----- Source data -----

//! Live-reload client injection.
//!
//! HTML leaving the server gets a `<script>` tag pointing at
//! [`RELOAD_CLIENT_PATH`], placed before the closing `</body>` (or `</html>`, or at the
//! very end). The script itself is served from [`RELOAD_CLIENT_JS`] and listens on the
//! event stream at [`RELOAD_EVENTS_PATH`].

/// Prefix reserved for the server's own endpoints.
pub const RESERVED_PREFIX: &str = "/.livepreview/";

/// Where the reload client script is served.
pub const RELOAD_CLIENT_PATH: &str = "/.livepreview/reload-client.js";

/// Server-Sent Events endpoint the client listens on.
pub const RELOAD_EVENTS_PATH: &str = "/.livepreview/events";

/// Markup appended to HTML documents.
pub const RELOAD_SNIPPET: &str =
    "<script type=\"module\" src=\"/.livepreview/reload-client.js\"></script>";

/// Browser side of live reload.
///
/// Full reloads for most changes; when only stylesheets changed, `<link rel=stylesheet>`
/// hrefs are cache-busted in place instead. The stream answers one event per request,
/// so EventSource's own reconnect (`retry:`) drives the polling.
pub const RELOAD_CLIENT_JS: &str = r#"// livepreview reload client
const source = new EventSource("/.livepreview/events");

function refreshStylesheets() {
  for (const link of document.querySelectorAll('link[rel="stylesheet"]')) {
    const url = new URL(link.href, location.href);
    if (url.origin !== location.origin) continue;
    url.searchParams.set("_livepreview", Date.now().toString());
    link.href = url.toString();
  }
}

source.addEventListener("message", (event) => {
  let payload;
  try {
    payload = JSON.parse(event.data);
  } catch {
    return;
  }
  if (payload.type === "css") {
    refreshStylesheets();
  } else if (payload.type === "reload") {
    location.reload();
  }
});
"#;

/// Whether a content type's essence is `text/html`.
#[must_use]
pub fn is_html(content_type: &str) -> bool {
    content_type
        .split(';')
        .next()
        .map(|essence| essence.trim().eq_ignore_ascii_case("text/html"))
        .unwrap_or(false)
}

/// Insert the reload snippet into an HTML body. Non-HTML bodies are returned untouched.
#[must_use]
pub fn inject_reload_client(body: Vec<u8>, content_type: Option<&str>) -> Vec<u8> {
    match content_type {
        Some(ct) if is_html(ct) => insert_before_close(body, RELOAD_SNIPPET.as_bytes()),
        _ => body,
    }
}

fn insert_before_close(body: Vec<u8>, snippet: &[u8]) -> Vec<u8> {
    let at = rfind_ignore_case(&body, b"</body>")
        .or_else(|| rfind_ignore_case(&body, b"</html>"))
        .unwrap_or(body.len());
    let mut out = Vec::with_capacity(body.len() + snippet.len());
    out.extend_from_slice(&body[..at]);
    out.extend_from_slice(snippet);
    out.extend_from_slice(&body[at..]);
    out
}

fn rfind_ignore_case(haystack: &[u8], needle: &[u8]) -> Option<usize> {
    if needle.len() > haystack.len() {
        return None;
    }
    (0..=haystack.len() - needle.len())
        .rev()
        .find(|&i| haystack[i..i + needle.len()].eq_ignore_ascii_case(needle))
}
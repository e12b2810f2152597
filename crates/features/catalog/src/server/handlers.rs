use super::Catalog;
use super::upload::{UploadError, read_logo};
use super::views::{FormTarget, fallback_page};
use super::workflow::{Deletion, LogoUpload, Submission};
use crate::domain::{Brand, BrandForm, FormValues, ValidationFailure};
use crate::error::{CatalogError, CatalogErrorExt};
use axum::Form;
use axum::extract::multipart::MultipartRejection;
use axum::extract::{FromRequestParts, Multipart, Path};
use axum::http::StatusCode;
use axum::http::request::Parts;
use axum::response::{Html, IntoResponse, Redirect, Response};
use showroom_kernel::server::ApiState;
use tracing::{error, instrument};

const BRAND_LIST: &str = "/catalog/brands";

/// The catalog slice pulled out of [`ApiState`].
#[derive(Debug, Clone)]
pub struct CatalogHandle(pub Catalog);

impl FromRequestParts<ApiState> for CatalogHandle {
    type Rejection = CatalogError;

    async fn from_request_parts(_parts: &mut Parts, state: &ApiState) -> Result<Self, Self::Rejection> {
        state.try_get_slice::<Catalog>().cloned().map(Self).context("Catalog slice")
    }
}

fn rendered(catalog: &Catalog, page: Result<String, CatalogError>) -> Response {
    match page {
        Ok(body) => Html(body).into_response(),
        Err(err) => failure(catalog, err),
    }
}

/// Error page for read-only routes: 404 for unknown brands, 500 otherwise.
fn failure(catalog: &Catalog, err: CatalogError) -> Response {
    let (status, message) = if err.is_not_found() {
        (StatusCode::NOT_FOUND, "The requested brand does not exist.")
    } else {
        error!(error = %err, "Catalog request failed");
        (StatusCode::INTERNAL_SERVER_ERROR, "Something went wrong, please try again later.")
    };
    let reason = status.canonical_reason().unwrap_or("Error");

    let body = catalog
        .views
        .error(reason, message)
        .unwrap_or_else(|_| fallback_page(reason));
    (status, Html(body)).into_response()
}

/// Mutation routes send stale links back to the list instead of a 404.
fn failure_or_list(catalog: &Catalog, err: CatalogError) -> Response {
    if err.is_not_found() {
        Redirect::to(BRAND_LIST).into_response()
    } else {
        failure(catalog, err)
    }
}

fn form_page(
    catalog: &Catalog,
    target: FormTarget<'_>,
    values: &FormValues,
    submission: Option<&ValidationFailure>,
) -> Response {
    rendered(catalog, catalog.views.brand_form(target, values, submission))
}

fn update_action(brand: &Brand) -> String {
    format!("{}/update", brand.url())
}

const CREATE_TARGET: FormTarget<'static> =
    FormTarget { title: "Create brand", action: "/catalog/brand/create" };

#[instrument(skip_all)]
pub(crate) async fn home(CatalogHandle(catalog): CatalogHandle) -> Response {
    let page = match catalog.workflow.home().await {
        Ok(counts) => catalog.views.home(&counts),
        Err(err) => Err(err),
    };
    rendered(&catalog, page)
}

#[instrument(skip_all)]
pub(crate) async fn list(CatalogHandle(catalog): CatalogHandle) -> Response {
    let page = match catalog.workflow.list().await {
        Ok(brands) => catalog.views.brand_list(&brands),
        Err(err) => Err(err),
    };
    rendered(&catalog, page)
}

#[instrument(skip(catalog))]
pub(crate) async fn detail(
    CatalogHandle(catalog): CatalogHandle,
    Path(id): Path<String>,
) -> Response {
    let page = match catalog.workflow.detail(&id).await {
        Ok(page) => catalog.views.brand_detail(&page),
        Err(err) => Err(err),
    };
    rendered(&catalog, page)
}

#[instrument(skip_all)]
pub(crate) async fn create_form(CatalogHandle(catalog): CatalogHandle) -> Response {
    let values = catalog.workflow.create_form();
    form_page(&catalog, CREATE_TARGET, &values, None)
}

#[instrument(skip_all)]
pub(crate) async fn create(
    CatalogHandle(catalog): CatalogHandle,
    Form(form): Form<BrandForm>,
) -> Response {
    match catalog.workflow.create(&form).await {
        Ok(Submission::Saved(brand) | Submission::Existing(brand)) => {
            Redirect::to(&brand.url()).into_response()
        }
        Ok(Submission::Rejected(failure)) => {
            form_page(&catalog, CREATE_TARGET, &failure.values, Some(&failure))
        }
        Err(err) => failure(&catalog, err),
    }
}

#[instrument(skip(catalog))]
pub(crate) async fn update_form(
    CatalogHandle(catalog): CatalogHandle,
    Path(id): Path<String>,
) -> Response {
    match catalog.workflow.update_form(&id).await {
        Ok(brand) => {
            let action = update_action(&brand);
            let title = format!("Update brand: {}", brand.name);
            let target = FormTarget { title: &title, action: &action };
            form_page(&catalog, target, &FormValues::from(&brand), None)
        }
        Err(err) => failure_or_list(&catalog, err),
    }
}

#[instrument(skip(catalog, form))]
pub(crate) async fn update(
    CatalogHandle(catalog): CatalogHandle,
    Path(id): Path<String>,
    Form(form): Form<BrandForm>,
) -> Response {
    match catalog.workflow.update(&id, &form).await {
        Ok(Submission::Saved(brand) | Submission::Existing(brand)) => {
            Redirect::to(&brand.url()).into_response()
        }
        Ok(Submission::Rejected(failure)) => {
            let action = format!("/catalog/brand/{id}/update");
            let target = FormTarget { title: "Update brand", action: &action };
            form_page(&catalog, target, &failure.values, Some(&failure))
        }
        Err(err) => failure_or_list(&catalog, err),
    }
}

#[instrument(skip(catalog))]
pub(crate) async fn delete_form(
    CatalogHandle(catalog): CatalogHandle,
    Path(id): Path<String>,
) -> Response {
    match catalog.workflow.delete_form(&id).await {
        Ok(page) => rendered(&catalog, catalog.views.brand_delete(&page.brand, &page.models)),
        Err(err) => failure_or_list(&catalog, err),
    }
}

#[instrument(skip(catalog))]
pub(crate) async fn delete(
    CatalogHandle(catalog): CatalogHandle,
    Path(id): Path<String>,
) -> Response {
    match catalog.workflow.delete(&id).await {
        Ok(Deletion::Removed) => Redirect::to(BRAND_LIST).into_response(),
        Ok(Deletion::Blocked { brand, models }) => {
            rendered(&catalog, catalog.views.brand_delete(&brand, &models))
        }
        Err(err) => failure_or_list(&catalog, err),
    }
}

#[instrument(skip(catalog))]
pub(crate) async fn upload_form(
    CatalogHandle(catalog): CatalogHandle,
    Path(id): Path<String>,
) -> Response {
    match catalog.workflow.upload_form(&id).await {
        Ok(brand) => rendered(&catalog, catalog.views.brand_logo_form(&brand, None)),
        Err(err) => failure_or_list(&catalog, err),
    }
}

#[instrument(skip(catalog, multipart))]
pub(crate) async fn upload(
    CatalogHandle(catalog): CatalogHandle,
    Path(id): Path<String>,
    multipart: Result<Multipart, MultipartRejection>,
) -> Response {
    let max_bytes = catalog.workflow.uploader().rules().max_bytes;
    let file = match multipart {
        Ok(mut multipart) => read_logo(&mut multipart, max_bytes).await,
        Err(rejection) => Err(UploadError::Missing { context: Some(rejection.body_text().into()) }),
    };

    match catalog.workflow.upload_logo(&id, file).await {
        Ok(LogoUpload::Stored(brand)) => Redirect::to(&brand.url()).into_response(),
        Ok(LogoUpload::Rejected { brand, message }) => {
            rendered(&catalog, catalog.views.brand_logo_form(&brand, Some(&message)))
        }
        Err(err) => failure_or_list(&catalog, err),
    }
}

-----

Assignment →
If a line falls between the first line of the entries and the line containing "script is served.", or is one of those two, restate it word for word; leave all other lines out.

Response area →
//! Live-reload client injection.
//!
//! HTML leaving the server gets a `<script>` tag pointing at
//! [`RELOAD_CLIENT_PATH`], placed before the closing `</body>` (or `</html>`, or at the
//! very end). The script itself is served from [`RELOAD_CLIENT_JS`] and listens on the
//! event stream at [`RELOAD_EVENTS_PATH`].

/// Prefix reserved for the server's own endpoints.
pub const RESERVED_PREFIX: &str = "/.livepreview/";

/// Where the reload client script is served.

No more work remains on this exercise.